## WORK TO COMPLETE:
Could you count the lines in the entries beneath that hold the word "InvalidPadding"? Respond with the number alone.

(Dataset entries)

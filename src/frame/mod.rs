//! HTTP/2 frame types, builders and the wire codec.
//!
//! HTTP/2 frames have a common 9-byte header:
//! ```text
//! +-----------------------------------------------+
//! |                 Length (24)                   |
//! +---------------+---------------+---------------+
//! |   Type (8)    |   Flags (8)   |
//! +-+-------------+---------------+-------------------------------+
//! |R|                 Stream Identifier (31)                      |
//! +=+=============================================================+
//! |                   Frame Payload (0...)                      ...
//! +---------------------------------------------------------------+
//! ```
//!
//! Frames are produced by the builders in [`builder`] and by
//! [`FrameDecoder`], which routes every field it reads through the same
//! builders. [`FrameEncoder`] writes frames back out.

pub mod builder;
mod decode;
mod encode;
mod error;
mod types;

pub use builder::{BuildContext, FrameBuilder, Role};
pub use decode::FrameDecoder;
pub use encode::FrameEncoder;
pub use error::{ErrorCode, ErrorKind, FrameError};
pub use types::*;

/// Maximum frame size allowed by HTTP/2 (2^24 - 1).
pub const MAX_FRAME_SIZE: u32 = 16_777_215;

/// Default maximum frame size (16 KB).
pub const DEFAULT_MAX_FRAME_SIZE: u32 = 16_384;

/// Frame header size in bytes.
pub const FRAME_HEADER_SIZE: usize = 9;

/// Largest pad length a builder accepts.
pub const MAX_PAD_LENGTH: u8 = 254;

/// Connection preface sent by clients.
pub const CONNECTION_PREFACE: &[u8] = b"PRI * HTTP/2.0\r\n\r\nSM\r\n\r\n";

/// Default initial window size for flow control.
pub const DEFAULT_INITIAL_WINDOW_SIZE: u32 = 65_535;

/// Default header table size for HPACK.
pub const DEFAULT_HEADER_TABLE_SIZE: u32 = 4_096;

/// Server push is enabled until the peer says otherwise.
pub const DEFAULT_ENABLE_PUSH: u32 = 1;

/// Maximum concurrent streams default.
pub const DEFAULT_MAX_CONCURRENT_STREAMS: u32 = 100;

/// Header lists are unbounded unless the peer advertises a limit.
pub const DEFAULT_MAX_HEADER_LIST_SIZE: u32 = u32::MAX;
//! Canonical Huffman code for HPACK string literals (RFC 7541 Appendix B).

use std::sync::LazyLock;

use thiserror::Error;

/// Huffman decoding error.
#[derive(Debug, Clone, Copy, PartialEq, Eq, Error)]
pub enum HuffmanError {
    /// Bit sequence matches no symbol.
    #[error("invalid code")]
    InvalidCode,
    /// Trailing bits are longer than 7 bits or not a prefix of EOS.
    #[error("invalid padding")]
    InvalidPadding,
    /// The EOS symbol appeared inside the string.
    #[error("EOS symbol in string")]
    EosInString,
}

const EOS: u16 = 256;

/// (code, bit length) per symbol; index 256 is EOS.
const CODES: [(u32, u8); 257] = [
    (0x1ff8, 13), (0x7fffd8, 23), (0xfffffe2, 28), (0xfffffe3, 28),
    (0xfffffe4, 28), (0xfffffe5, 28), (0xfffffe6, 28), (0xfffffe7, 28),
    (0xfffffe8, 28), (0xffffea, 24), (0x3ffffffc, 30), (0xfffffe9, 28),
    (0xfffffea, 28), (0x3ffffffd, 30), (0xfffffeb, 28), (0xfffffec, 28),
    (0xfffffed, 28), (0xfffffee, 28), (0xfffffef, 28), (0xffffff0, 28),
    (0xffffff1, 28), (0xffffff2, 28), (0x3ffffffe, 30), (0xffffff3, 28),
    (0xffffff4, 28), (0xffffff5, 28), (0xffffff6, 28), (0xffffff7, 28),
    (0xffffff8, 28), (0xffffff9, 28), (0xffffffa, 28), (0xffffffb, 28),
    (0x14, 6), (0x3f8, 10), (0x3f9, 10), (0xffa, 12),
    (0x1ff9, 13), (0x15, 6), (0xf8, 8), (0x7fa, 11),
    (0x3fa, 10), (0x3fb, 10), (0xf9, 8), (0x7fb, 11),
    (0xfa, 8), (0x16, 6), (0x17, 6), (0x18, 6),
    (0x0, 5), (0x1, 5), (0x2, 5), (0x19, 6),
    (0x1a, 6), (0x1b, 6), (0x1c, 6), (0x1d, 6),
    (0x1e, 6), (0x1f, 6), (0x5c, 7), (0xfb, 8),
    (0x7ffc, 15), (0x20, 6), (0xffb, 12), (0x3fc, 10),
    (0x1ffa, 13), (0x21, 6), (0x5d, 7), (0x5e, 7),
    (0x5f, 7), (0x60, 7), (0x61, 7), (0x62, 7),
    (0x63, 7), (0x64, 7), (0x65, 7), (0x66, 7),
    (0x67, 7), (0x68, 7), (0x69, 7), (0x6a, 7),
    (0x6b, 7), (0x6c, 7), (0x6d, 7), (0x6e, 7),
    (0x6f, 7), (0x70, 7), (0x71, 7), (0x72, 7),
    (0xfc, 8), (0x73, 7), (0xfd, 8), (0x1ffb, 13),
    (0x7fff0, 19), (0x1ffc, 13), (0x3ffc, 14), (0x22, 6),
    (0x7ffd, 15), (0x3, 5), (0x23, 6), (0x4, 5),
    (0x24, 6), (0x5, 5), (0x25, 6), (0x26, 6),
    (0x27, 6), (0x6, 5), (0x74, 7), (0x75, 7),
    (0x28, 6), (0x29, 6), (0x2a, 6), (0x7, 5),
    (0x2b, 6), (0x76, 7), (0x2c, 6), (0x8, 5),
    (0x9, 5), (0x2d, 6), (0x77, 7), (0x78, 7),
    (0x79, 7), (0x7a, 7), (0x7b, 7), (0x7ffe, 15),
    (0x7fc, 11), (0x3ffd, 14), (0x1ffd, 13), (0xffffffc, 28),
    (0xfffe6, 20), (0x3fffd2, 22), (0xfffe7, 20), (0xfffe8, 20),
    (0x3fffd3, 22), (0x3fffd4, 22), (0x3fffd5, 22), (0x7fffd9, 23),
    (0x3fffd6, 22), (0x7fffda, 23), (0x7fffdb, 23), (0x7fffdc, 23),
    (0x7fffdd, 23), (0x7fffde, 23), (0xffffeb, 24), (0x7fffdf, 23),
    (0xffffec, 24), (0xffffed, 24), (0x3fffd7, 22), (0x7fffe0, 23),
    (0xffffee, 24), (0x7fffe1, 23), (0x7fffe2, 23), (0x7fffe3, 23),
    (0x7fffe4, 23), (0x1fffdc, 21), (0x3fffd8, 22), (0x7fffe5, 23),
    (0x3fffd9, 22), (0x7fffe6, 23), (0x7fffe7, 23), (0xffffef, 24),
    (0x3fffda, 22), (0x1fffdd, 21), (0xfffe9, 20), (0x3fffdb, 22),
    (0x3fffdc, 22), (0x7fffe8, 23), (0x7fffe9, 23), (0x1fffde, 21),
    (0x7fffea, 23), (0x3fffdd, 22), (0x3fffde, 22), (0xfffff0, 24),
    (0x1fffdf, 21), (0x3fffdf, 22), (0x7fffeb, 23), (0x7fffec, 23),
    (0x1fffe0, 21), (0x1fffe1, 21), (0x3fffe0, 22), (0x1fffe2, 21),
    (0x7fffed, 23), (0x3fffe1, 22), (0x7fffee, 23), (0x7fffef, 23),
    (0xfffea, 20), (0x3fffe2, 22), (0x3fffe3, 22), (0x3fffe4, 22),
    (0x7ffff0, 23), (0x3fffe5, 22), (0x3fffe6, 22), (0x7ffff1, 23),
    (0x3ffffe0, 26), (0x3ffffe1, 26), (0xfffeb, 20), (0x7fff1, 19),
    (0x3fffe7, 22), (0x7ffff2, 23), (0x3fffe8, 22), (0x1ffffec, 25),
    (0x3ffffe2, 26), (0x3ffffe3, 26), (0x3ffffe4, 26), (0x7ffffde, 27),
    (0x7ffffdf, 27), (0x3ffffe5, 26), (0xfffff1, 24), (0x1ffffed, 25),
    (0x7fff2, 19), (0x1fffe3, 21), (0x3ffffe6, 26), (0x7ffffe0, 27),
    (0x7ffffe1, 27), (0x3ffffe7, 26), (0x7ffffe2, 27), (0xfffff2, 24),
    (0x1fffe4, 21), (0x1fffe5, 21), (0x3ffffe8, 26), (0x3ffffe9, 26),
    (0xffffffd, 28), (0x7ffffe3, 27), (0x7ffffe4, 27), (0x7ffffe5, 27),
    (0xfffec, 20), (0xfffff3, 24), (0xfffed, 20), (0x1fffe6, 21),
    (0x3fffe9, 22), (0x1fffe7, 21), (0x1fffe8, 21), (0x7ffff3, 23),
    (0x3fffea, 22), (0x3fffeb, 22), (0x1ffffee, 25), (0x1ffffef, 25),
    (0xfffff4, 24), (0xfffff5, 24), (0x3ffffea, 26), (0x7ffff4, 23),
    (0x3ffffeb, 26), (0x7ffffe6, 27), (0x3ffffec, 26), (0x3ffffed, 26),
    (0x7ffffe7, 27), (0x7ffffe8, 27), (0x7ffffe9, 27), (0x7ffffea, 27),
    (0x7ffffeb, 27), (0xffffffe, 28), (0x7ffffec, 27), (0x7ffffed, 27),
    (0x7ffffee, 27), (0x7ffffef, 27), (0x7fffff0, 27), (0x3ffffee, 26),
    (0x3fffffff, 30),
];

/// Binary decoding tree node. A child index of 0 means "no child", which is
/// unambiguous because the root is never a child.
#[derive(Clone, Copy, Default)]
struct Node {
    next: [u16; 2],
    symbol: Option<u16>,
}

static TREE: LazyLock<Vec<Node>> = LazyLock::new(|| {
    let mut nodes = vec![Node::default()];
    for (symbol, &(code, len)) in CODES.iter().enumerate() {
        let mut cur = 0;
        for shift in (0..len).rev() {
            let bit = ((code >> shift) & 1) as usize;
            if nodes[cur].next[bit] == 0 {
                nodes.push(Node::default());
                nodes[cur].next[bit] = (nodes.len() - 1) as u16;
            }
            cur = nodes[cur].next[bit] as usize;
        }
        nodes[cur].symbol = Some(symbol as u16);
    }
    nodes
});

/// Number of bytes `data` occupies once Huffman-encoded.
pub fn encoded_len(data: &[u8]) -> usize {
    let bits: usize = data.iter().map(|&b| CODES[b as usize].1 as usize).sum();
    bits.div_ceil(8)
}

/// Huffman-encode `data` into `buf`, padding the last byte with the EOS prefix.
pub fn encode(data: &[u8], buf: &mut Vec<u8>) {
    buf.reserve(encoded_len(data));

    let mut bits: u64 = 0;
    let mut pending: u32 = 0;

    for &byte in data {
        let (code, len) = CODES[byte as usize];
        bits = (bits << len) | u64::from(code);
        pending += u32::from(len);

        while pending >= 8 {
            pending -= 8;
            buf.push((bits >> pending) as u8);
        }
    }

    if pending > 0 {
        let tail = (bits << (8 - pending)) | (0xff >> pending);
        buf.push(tail as u8);
    }
}

/// Huffman-decode `data`, appending the octets to `buf`.
pub fn decode(data: &[u8], buf: &mut Vec<u8>) -> Result<(), HuffmanError> {
    let tree = &*TREE;
    let mut cur = 0usize;
    // Bits read since the last complete symbol, and whether they were all 1.
    let mut depth = 0u32;
    let mut all_ones = true;

    for &byte in data {
        for shift in (0..8).rev() {
            let bit = (byte >> shift) & 1;
            let next = tree[cur].next[bit as usize];
            if next == 0 {
                return Err(HuffmanError::InvalidCode);
            }
            cur = next as usize;
            depth += 1;
            all_ones &= bit == 1;

            if let Some(symbol) = tree[cur].symbol {
                if symbol == EOS {
                    return Err(HuffmanError::EosInString);
                }
                buf.push(symbol as u8);
                cur = 0;
                depth = 0;
                all_ones = true;
            }
        }
    }

    if depth > 7 || !all_ones {
        return Err(HuffmanError::InvalidPadding);
    }

    Ok(())
}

## SOLUTION BELOW:
2